** Records provided **
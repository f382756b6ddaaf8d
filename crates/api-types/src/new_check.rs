//! Creation payloads for every check archetype.
//!
//! Each archetype is a variant of [`NewCheck`] carrying only the fields its
//! `checks/add-<type>/` endpoint accepts. Field names are mapped to the wire
//! `msp_*` names with serde renames, so serialization to the request body
//! happens once at the transport boundary.

use serde::Serialize;
use serde_json::json;

/// Fields shared by every check creation payload.
#[derive(Debug, Clone, Default, Serialize, PartialEq, Eq)]
pub struct CheckCommon {
    pub name: String,
    pub contact_groups: Vec<String>,
    pub locations: Vec<String>,
    pub tags: Vec<String>,
}

impl CheckCommon {
    /// Common fields for a named check with the given assignments.
    pub fn new(
        name: impl Into<String>,
        contact_groups: Vec<String>,
        locations: Vec<String>,
        tags: Vec<String>,
    ) -> Self {
        Self { name: name.into(), contact_groups, locations, tags }
    }

    /// The same assignments without probe locations, for check types the
    /// service runs from its own infrastructure (blacklist, malware, SSL,
    /// whois).
    pub fn without_locations(mut self) -> Self {
        self.locations.clear();
        self
    }
}

/// API (scripted HTTP) check payload.
#[derive(Debug, Clone, Serialize, PartialEq, Eq)]
pub struct ApiCheck {
    #[serde(flatten)]
    pub common: CheckCommon,
    #[serde(rename = "msp_interval")]
    pub interval: u32,
    #[serde(rename = "msp_sensitivity")]
    pub sensitivity: u32,
    #[serde(rename = "msp_num_retries")]
    pub num_retries: u32,
    #[serde(rename = "msp_use_ip_version")]
    pub use_ip_version: String,
    #[serde(rename = "msp_address")]
    pub address: String,
    #[serde(rename = "msp_threshold")]
    pub threshold: u32,
    /// Script steps as an embedded JSON document.
    #[serde(rename = "msp_script")]
    pub script: String,
    #[serde(rename = "msp_notes")]
    pub notes: String,
    #[serde(rename = "msp_include_in_global_metrics")]
    pub include_in_global_metrics: bool,
}

/// Domain blacklist check payload.
#[derive(Debug, Clone, Serialize, PartialEq, Eq)]
pub struct BlacklistCheck {
    #[serde(flatten)]
    pub common: CheckCommon,
    #[serde(rename = "msp_num_retries")]
    pub num_retries: u32,
    #[serde(rename = "msp_address")]
    pub address: String,
    #[serde(rename = "msp_notes")]
    pub notes: String,
}

/// DNS record check payload.
#[derive(Debug, Clone, Serialize, PartialEq, Eq)]
pub struct DnsCheck {
    #[serde(flatten)]
    pub common: CheckCommon,
    #[serde(rename = "msp_address")]
    pub address: String,
    #[serde(rename = "msp_interval")]
    pub interval: u32,
    #[serde(rename = "msp_sensitivity")]
    pub sensitivity: u32,
    #[serde(rename = "msp_num_retries")]
    pub num_retries: u32,
    #[serde(rename = "msp_dns_server")]
    pub dns_server: String,
    /// One of ANY, A, AAAA, CNAME, MX, NS, PTR, SOA or TXT.
    #[serde(rename = "msp_dns_record_type")]
    pub dns_record_type: String,
    #[serde(rename = "msp_expect_string")]
    pub expect_string: String,
    #[serde(rename = "msp_threshold")]
    pub threshold: u32,
    #[serde(rename = "msp_notes")]
    pub notes: String,
    #[serde(rename = "msp_include_in_global_metrics")]
    pub include_in_global_metrics: bool,
}

/// HTTP(S) check payload.
///
/// Only the target and interval are mandatory; every tuning field that is
/// left unset is omitted from the request body and falls back to the
/// service default.
#[derive(Debug, Clone, Serialize, PartialEq, Eq)]
pub struct HttpCheck {
    #[serde(flatten)]
    pub common: CheckCommon,
    #[serde(rename = "msp_interval")]
    pub interval: u32,
    #[serde(rename = "msp_sensitivity", skip_serializing_if = "Option::is_none")]
    pub sensitivity: Option<u32>,
    #[serde(rename = "msp_num_retries", skip_serializing_if = "Option::is_none")]
    pub num_retries: Option<u32>,
    #[serde(rename = "msp_use_ip_version", skip_serializing_if = "Option::is_none")]
    pub use_ip_version: Option<String>,
    /// Full URL of the page to check.
    #[serde(rename = "msp_address")]
    pub address: String,
    #[serde(rename = "msp_username", skip_serializing_if = "Option::is_none")]
    pub username: Option<String>,
    #[serde(rename = "msp_password", skip_serializing_if = "Option::is_none")]
    pub password: Option<String>,
    #[serde(rename = "msp_send_string", skip_serializing_if = "Option::is_none")]
    pub send_string: Option<String>,
    #[serde(rename = "msp_expect_string", skip_serializing_if = "Option::is_none")]
    pub expect_string: Option<String>,
    /// STRING, REGEX or INVERSE_REGEX.
    #[serde(rename = "msp_expect_string_type", skip_serializing_if = "Option::is_none")]
    pub expect_string_type: Option<String>,
    /// Threshold for the response time or page load time, in seconds.
    #[serde(rename = "msp_threshold", skip_serializing_if = "Option::is_none")]
    pub threshold: Option<u32>,
    #[serde(rename = "msp_headers", skip_serializing_if = "Option::is_none")]
    pub headers: Option<String>,
    #[serde(rename = "msp_notes", skip_serializing_if = "Option::is_none")]
    pub notes: Option<String>,
    #[serde(rename = "msp_include_in_global_metrics", skip_serializing_if = "Option::is_none")]
    pub include_in_global_metrics: Option<bool>,
}

/// ICMP ping check payload.
#[derive(Debug, Clone, Serialize, PartialEq, Eq)]
pub struct IcmpCheck {
    #[serde(flatten)]
    pub common: CheckCommon,
    #[serde(rename = "msp_interval")]
    pub interval: u32,
    #[serde(rename = "msp_sensitivity")]
    pub sensitivity: u32,
    #[serde(rename = "msp_num_retries")]
    pub num_retries: u32,
    #[serde(rename = "msp_use_ip_version")]
    pub use_ip_version: String,
    #[serde(rename = "msp_address")]
    pub address: String,
    #[serde(rename = "msp_notes")]
    pub notes: String,
    #[serde(rename = "msp_include_in_global_metrics")]
    pub include_in_global_metrics: bool,
}
//! The endpoint surface and pagination walkers.
//!
//! Each listing endpoint keeps the termination signal the service actually
//! exhibits: `checks/` carries a `next` cursor, `alerts/` ends on a page
//! shorter than the requested size, and `outages/` ends on an empty page.
//! The walkers are not unified on purpose; none has an internal page cap.

use chrono::{DateTime, NaiveDate, Utc};
use reqwest::Method;
use serde::Deserialize;
use serde::de::DeserializeOwned;
use serde_json::Value;

use crate::client::{PAGE_SIZE, UptimeClient};
use crate::error::Error;
use api_types::{Alert, Check, NewCheck, NewTag, Outage, Page};

#[derive(Debug, Deserialize)]
struct BulkStats {
    checks: Vec<Value>,
}

impl UptimeClient {
    /// One page of `checks/`, optionally filtered by a search term. Generic
    /// so the stats downloader can keep the full raw records while other
    /// callers take typed [`Check`]s.
    pub async fn checks_page<T: DeserializeOwned>(
        &self,
        page: u32,
        search: Option<&str>,
    ) -> Result<Page<T>, Error> {
        let mut query = vec![
            ("page", page.to_string()),
            ("page_size", PAGE_SIZE.to_string()),
        ];
        if let Some(search) = search {
            query.push(("search", search.to_owned()));
        }
        self.request(Method::GET, "checks/", &query, None).await
    }

    /// All checks in the account, following the `next` cursor across pages.
    pub async fn list_checks(&self) -> Result<Vec<Check>, Error> {
        let mut page = 1;
        let mut all = Vec::new();
        loop {
            let result: Page<Check> = self.checks_page(page, None).await?;
            all.extend(result.results);
            if result.next.is_none() {
                break;
            }
            page += 1;
        }
        Ok(all)
    }

    /// The first page of checks matching a search term.
    pub async fn search_checks(&self, search: &str) -> Result<Vec<Check>, Error> {
        Ok(self.checks_page(1, Some(search)).await?.results)
    }

    /// One page of `alerts/` raised after `start`, newest first.
    pub async fn alerts_page(
        &self,
        start: DateTime<Utc>,
        page: u32,
    ) -> Result<Vec<Alert>, Error> {
        let query = [
            ("ordering", "-pk".to_owned()),
            ("start_date", start.to_rfc3339()),
            ("page_size", PAGE_SIZE.to_string()),
            ("page", page.to_string()),
        ];
        let result: Page<Alert> = self.request(Method::GET, "alerts/", &query, None).await?;
        Ok(result.results)
    }

    /// All alerts raised after `start`, newest first. This endpoint signals
    /// the end of the listing with a short page rather than a cursor.
    pub async fn list_alerts_since(&self, start: DateTime<Utc>) -> Result<Vec<Alert>, Error> {
        let mut page = 1;
        let mut all = Vec::new();
        loop {
            let results = self.alerts_page(start, page).await?;
            let short = results.len() < PAGE_SIZE as usize;
            all.extend(results);
            if short {
                break;
            }
            page += 1;
        }
        Ok(all)
    }

    /// One page of `outages/` between two dates.
    pub async fn outages_page(
        &self,
        from: NaiveDate,
        to: NaiveDate,
        page: u32,
    ) -> Result<Vec<Outage>, Error> {
        let query = [
            ("start_date", from.to_string()),
            ("end_date", to.to_string()),
            ("page_size", PAGE_SIZE.to_string()),
            ("page", page.to_string()),
        ];
        let result: Page<Outage> = self.request(Method::GET, "outages/", &query, None).await?;
        Ok(result.results)
    }

    /// All outages between two dates. This endpoint terminates on an empty
    /// page.
    pub async fn list_outages(&self, from: NaiveDate, to: NaiveDate) -> Result<Vec<Outage>, Error> {
        let mut page = 1;
        let mut all = Vec::new();
        loop {
            let results = self.outages_page(from, to, page).await?;
            if results.is_empty() {
                break;
            }
            all.extend(results);
            page += 1;
        }
        Ok(all)
    }

    /// Create a check via its type-specific endpoint, returning the created
    /// record. A rejection in the response envelope surfaces as
    /// [`Error::Api`] with the per-field details.
    pub async fn create_check(&self, check: &NewCheck) -> Result<Check, Error> {
        let body = serde_json::to_value(check)
            .map_err(|e| Error::from(crate::error::TransportError::decode(&e)))?;
        self.fetch(Method::POST, check.endpoint(), &[], Some(&body)).await
    }

    /// Fetch a single check.
    pub async fn get_check(&self, pk: u64) -> Result<Check, Error> {
        self.fetch(Method::GET, &format!("checks/{pk}/"), &[], None).await
    }

    /// Partially update a check.
    pub async fn update_check(&self, pk: u64, patch: &Value) -> Result<Value, Error> {
        self.fetch(Method::PATCH, &format!("checks/{pk}/"), &[], Some(patch)).await
    }

    /// Delete a check. The service answers with an empty body, so nothing
    /// is decoded.
    pub async fn delete_check(&self, pk: u64) -> Result<(), Error> {
        let url = self.endpoint(&format!("checks/{pk}/"))?;
        self.request_discard(Method::DELETE, url, None).await
    }

    /// Pause a check.
    pub async fn pause_check(&self, pk: u64) -> Result<Value, Error> {
        self.fetch(Method::POST, &format!("checks/{pk}/pause/"), &[], None).await
    }

    /// Resume a paused check.
    pub async fn resume_check(&self, pk: u64) -> Result<Value, Error> {
        self.fetch(Method::POST, &format!("checks/{pk}/resume/"), &[], None).await
    }

    /// Replace a check's contact group assignments.
    pub async fn replace_contact_groups(
        &self,
        pk: u64,
        contact_groups: &[String],
    ) -> Result<Value, Error> {
        let body = serde_json::json!({ "contact_groups": contact_groups });
        self.fetch(Method::PATCH, &format!("checks/{pk}/replace-contact-groups/"), &[], Some(&body))
            .await
    }

    /// Replace a check's probe locations.
    pub async fn replace_locations(&self, pk: u64, locations: &[String]) -> Result<Value, Error> {
        let body = serde_json::json!({ "locations": locations });
        self.fetch(Method::PATCH, &format!("checks/{pk}/replace-locations/"), &[], Some(&body))
            .await
    }

    /// Replace a check's tags.
    pub async fn replace_tags(&self, pk: u64, tags: &[String]) -> Result<Value, Error> {
        let body = serde_json::json!({ "tags": tags });
        self.fetch(Method::PATCH, &format!("checks/{pk}/replace-tags/"), &[], Some(&body)).await
    }

    /// Create a check tag.
    pub async fn create_tag(&self, tag: &NewTag) -> Result<Value, Error> {
        let body = serde_json::to_value(tag)
            .map_err(|e| Error::from(crate::error::TransportError::decode(&e)))?;
        self.fetch(Method::POST, "check-tags/", &[], Some(&body)).await
    }

    /// Mark an outage's alert ignored via its action URL.
    pub async fn ignore_alert(&self, ignore_alert_url: &str) -> Result<(), Error> {
        self.post_action_url(ignore_alert_url).await
    }

    /// Bulk statistics for a set of checks from `start` onwards, including
    /// alert details. Returns the raw per-check stat records.
    pub async fn bulk_stats(&self, pks: &[u64], start: NaiveDate) -> Result<Vec<Value>, Error> {
        let pk_list =
            pks.iter().map(|pk| pk.to_string()).collect::<Vec<_>>().join(",");
        let query = [
            ("pk", pk_list),
            ("start_date", start.to_string()),
            ("include_alerts", "1".to_owned()),
        ];
        let stats: BulkStats =
            self.request(Method::GET, "checks/bulk/stats/", &query, None).await?;
        Ok(stats.checks)
    }
}
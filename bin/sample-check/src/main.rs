//! Walk through the check lifecycle with a sample HTTP check.

use clap::Parser;
use client::UptimeClient;
use config::ApiOpts;
use dotenvy::dotenv;
use tracing_subscriber::filter::EnvFilter;

#[tokio::main]
async fn main() -> eyre::Result<()> {
    if let Ok(custom_env_file) = std::env::var("ENV_FILE") {
        dotenvy::from_filename(custom_env_file)?;
    } else {
        dotenv().ok();
    }

    let opts = ApiOpts::parse();

    tracing_subscriber::fmt()
        .with_env_filter(
            EnvFilter::try_from_default_env().unwrap_or_else(|_| EnvFilter::new("info")),
        )
        .init();

    let client = UptimeClient::new(opts.token, opts.api, opts.subaccount);
    tasks::samples::run_walkthrough(&client).await
}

** What you need to do **
Pick out every line above that contains the word "This" and copy it.

** Completed task **
    /// All alerts raised after `start`, newest first. This endpoint signals
    /// All outages between two dates. This endpoint terminates on an empty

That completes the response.